Sri tak pernah dalam seumur hidupnya mencium apalagi mengulum milik seorang laki-laki termasuk suaminya sendiri. Saat pertama kali aku meminta dia melakukannya, dia menolak dengan alasan jijik, tapi lihatlah sekarang, dia sudah handal dan lihai bahkan melakukannya tanpa kuminta.

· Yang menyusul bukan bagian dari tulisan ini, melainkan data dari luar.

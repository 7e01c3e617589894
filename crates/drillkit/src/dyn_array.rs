//! A growable array of fixed-size elements with an explicit doubling policy.
//!
//! Capacity starts wherever the caller asks (zero by default) and, when an
//! append finds the array full, becomes `1` if it was `0` and twice the old
//! value otherwise, capped by an optional element limit. Capacity never
//! shrinks. Storage requests are fallible, and a failed append leaves both the
//! length and the existing elements untouched.
use core::{fmt, slice};

use crate::error::{AllocationError, IndexError, PushError};

/// A growable array that owns its elements and doubles when full.
pub struct DynArray<T> {
    items: Vec<T>,
    limit: Option<usize>,
}

impl<T> DynArray<T> {
    /// Creates an empty array with zero capacity.
    pub const fn new() -> Self {
        Self {
            items: Vec::new(),
            limit: None,
        }
    }

    /// Creates an empty array with room for exactly `capacity` elements.
    pub fn with_capacity(capacity: usize) -> Result<Self, AllocationError> {
        let mut items = Vec::new();
        items.try_reserve_exact(capacity)?;
        Ok(Self { items, limit: None })
    }

    /// Creates an empty array that may never hold more than `limit` elements.
    /// Growth stops at the limit instead of doubling past it.
    pub const fn with_limit(limit: usize) -> Self {
        Self {
            items: Vec::new(),
            limit: Some(limit),
        }
    }

    /// Number of elements.
    pub fn len(&self) -> usize {
        self.items.len()
    }

    /// Whether there are no elements.
    pub fn is_empty(&self) -> bool {
        self.items.is_empty()
    }

    /// Elements the array can hold before it has to grow.
    pub fn capacity(&self) -> usize {
        self.items.capacity()
    }

    /// Size in bytes of one element slot.
    pub const fn element_size(&self) -> usize {
        size_of::<T>()
    }

    /// Appends `value` at index `len()`.
    ///
    /// # Errors
    ///
    /// Returns the value back inside a [`PushError`] if the array was full and
    /// could not grow.
    pub fn push(&mut self, value: T) -> Result<(), PushError<T>> {
        match self.grow_if_full() {
            Ok(()) => {
                self.items.push(value);
                Ok(())
            }
            Err(error) => Err(PushError::new(value, error)),
        }
    }

    /// Removes the last element.
    pub fn pop(&mut self) -> Option<T> {
        self.items.pop()
    }

    /// Removes and returns the element at `index`, shifting later elements
    /// down by one. Capacity is kept.
    pub fn remove(&mut self, index: usize) -> Result<T, IndexError> {
        let len = self.len();
        if index >= len {
            return Err(IndexError { index, len });
        }
        Ok(self.items.remove(index))
    }

    /// The element at `index`, or an [`IndexError`] if `index >= len()`.
    /// Reserved but unused capacity is never readable.
    pub fn get(&self, index: usize) -> Result<&T, IndexError> {
        let len = self.len();
        self.items.get(index).ok_or(IndexError { index, len })
    }

    /// Mutable counterpart of [`DynArray::get`].
    pub fn get_mut(&mut self, index: usize) -> Result<&mut T, IndexError> {
        let len = self.len();
        self.items.get_mut(index).ok_or(IndexError { index, len })
    }

    /// Overwrites the element at `index`, returning the previous one.
    pub fn set(&mut self, index: usize, value: T) -> Result<T, IndexError> {
        self.get_mut(index).map(|slot| core::mem::replace(slot, value))
    }

    /// The element at index 0.
    pub fn first(&self) -> Option<&T> {
        self.items.first()
    }

    /// The most recently appended element still present.
    pub fn last(&self) -> Option<&T> {
        self.items.last()
    }

    /// Drops every element; capacity is kept.
    pub fn clear(&mut self) {
        self.items.clear();
    }

    /// Iterates over the elements in index order.
    pub fn iter(&self) -> slice::Iter<'_, T> {
        self.items.iter()
    }

    /// Iterates mutably over the elements in index order.
    pub fn iter_mut(&mut self) -> slice::IterMut<'_, T> {
        self.items.iter_mut()
    }

    /// The elements as a slice of length `len()`.
    pub fn as_slice(&self) -> &[T] {
        &self.items
    }

    fn grow_if_full(&mut self) -> Result<(), AllocationError> {
        let capacity = self.items.capacity();
        if self.items.len() < capacity {
            return Ok(());
        }
        let mut target = if capacity == 0 {
            1
        } else {
            capacity
                .checked_mul(2)
                .ok_or(AllocationError::CapacityOverflow)?
        };
        if let Some(limit) = self.limit {
            let requested = self.items.len() + 1;
            if requested > limit {
                return Err(AllocationError::LimitExceeded { requested, limit });
            }
            target = target.min(limit);
        }
        self.items.try_reserve_exact(target - self.items.len())?;
        log::trace!(
            "dyn array of {}-byte elements grew from {capacity} to {}",
            size_of::<T>(),
            self.items.capacity()
        );
        Ok(())
    }
}

impl<T: PartialEq> DynArray<T> {
    /// Index of the first element equal to `needle`.
    pub fn position(&self, needle: &T) -> Option<usize> {
        self.items.iter().position(|item| item == needle)
    }
}

impl<T: Clone> DynArray<T> {
    /// Creates an array of `len` copies of `value`, with capacity `len`.
    pub fn filled(len: usize, value: T) -> Result<Self, AllocationError> {
        let mut array = Self::with_capacity(len)?;
        array.items.resize(len, value);
        Ok(array)
    }
}

impl<T> Default for DynArray<T> {
    fn default() -> Self {
        Self::new()
    }
}

impl<T: Clone> Clone for DynArray<T> {
    fn clone(&self) -> Self {
        Self {
            items: self.items.clone(),
            limit: self.limit,
        }
    }
}

impl<T: PartialEq> PartialEq for DynArray<T> {
    fn eq(&self, other: &Self) -> bool {
        self.items == other.items
    }
}

impl<T: Eq> Eq for DynArray<T> {}

impl<T: fmt::Debug> fmt::Debug for DynArray<T> {
    fn fmt(&self, f: &mut fmt::Formatter<'_>) -> fmt::Result {
        f.debug_list().entries(self.items.iter()).finish()
    }
}

impl<'a, T> IntoIterator for &'a DynArray<T> {
    type Item = &'a T;
    type IntoIter = slice::Iter<'a, T>;

    fn into_iter(self) -> Self::IntoIter {
        self.iter()
    }
}
//! Singly linked list of integers with owned, boxed nodes.
use drillkit::IndexError;

#[derive(Debug)]
struct Node {
    value: i32,
    next: Option<Box<Node>>,
}

#[derive(Debug, Default)]
pub struct LinkedList {
    head: Option<Box<Node>>,
    len: usize,
}

impl LinkedList {
    pub fn new() -> Self {
        Self::default()
    }

    pub fn len(&self) -> usize {
        self.len
    }

    pub fn is_empty(&self) -> bool {
        self.head.is_none()
    }

    pub fn push_front(&mut self, value: i32) {
        let next = self.head.take();
        self.head = Some(Box::new(Node { value, next }));
        self.len += 1;
    }

    pub fn push_back(&mut self, value: i32) {
        let mut link = &mut self.head;
        while let Some(node) = link {
            link = &mut node.next;
        }
        *link = Some(Box::new(Node { value, next: None }));
        self.len += 1;
    }

    /// Inserts `value` so that it ends up at position `index`; `index == len`
    /// appends.
    pub fn insert(&mut self, index: usize, value: i32) -> Result<(), IndexError> {
        let len = self.len;
        if index > len {
            return Err(IndexError { index, len });
        }
        let link = self.link_at(index).ok_or(IndexError { index, len })?;
        let next = link.take();
        *link = Some(Box::new(Node { value, next }));
        self.len += 1;
        Ok(())
    }

    pub fn pop_front(&mut self) -> Option<i32> {
        self.remove(0).ok()
    }

    pub fn pop_back(&mut self) -> Option<i32> {
        let last = self.len.checked_sub(1)?;
        self.remove(last).ok()
    }

    pub fn remove(&mut self, index: usize) -> Result<i32, IndexError> {
        let len = self.len;
        if index >= len {
            return Err(IndexError { index, len });
        }
        let link = self.link_at(index).ok_or(IndexError { index, len })?;
        let mut node = link.take().ok_or(IndexError { index, len })?;
        *link = node.next.take();
        self.len -= 1;
        Ok(node.value)
    }

    pub fn iter(&self) -> Iter<'_> {
        Iter {
            next: self.head.as_deref(),
        }
    }

    /// The link that owns the node at `index`.
    fn link_at(&mut self, index: usize) -> Option<&mut Option<Box<Node>>> {
        let mut link = &mut self.head;
        for _ in 0..index {
            let Some(node) = link else {
                return None;
            };
            link = &mut node.next;
        }
        Some(link)
    }
}

impl Drop for LinkedList {
    fn drop(&mut self) {
        // Unlink iteratively so long lists do not recurse through `Box` drops.
        let mut next = self.head.take();
        while let Some(mut node) = next {
            next = node.next.take();
        }
    }
}

pub struct Iter<'a> {
    next: Option<&'a Node>,
}

impl<'a> Iterator for Iter<'a> {
    type Item = i32;

    fn next(&mut self) -> Option<Self::Item> {
        let node = self.next?;
        self.next = node.next.as_deref();
        Some(node.value)
    }
}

Selain itu, Minto juga termasuk laki-laki kolot yang maskulin. Dia merasa, wanita yang seharusnya melayani laki-laki karena itu, tak perlu pemanasan atau foreplay saat bercinta. Buka, tancap, selesai. Mungkin itu pedoman Minto. Karena alasan itulah aku yakin Minto tak akan menyadari bekas cupang di paha dalam Sri karena dia tak pernah menciumi atau merangsang area itu.
“Aku ninggal bekas merah di sini,” kataku sambil mengelus paha sebelah dalam milik Sri dan membuat dia menggelinjang geli.
“Nggak pa-pa, nanti kalau ketahuan Mas Minto, aku tinggal bilang, kamu yang gigit,” jawab Sri.
Edan!! Bisa-bisa aku dibacok Lek Minto kalau beneran kejadian.
“Ngawur!!” sungutku.
“Hahahahaha,” Sri tertawa puas ketika mendengar sungutanku, “Nggenjot istrinya mau, giliran diaduin ke suaminya takut,” godanya ke arahku.
“Ish,” kataku sambil mencium kening Sri yang masih menyisakan sedikit keringat karena semuanya.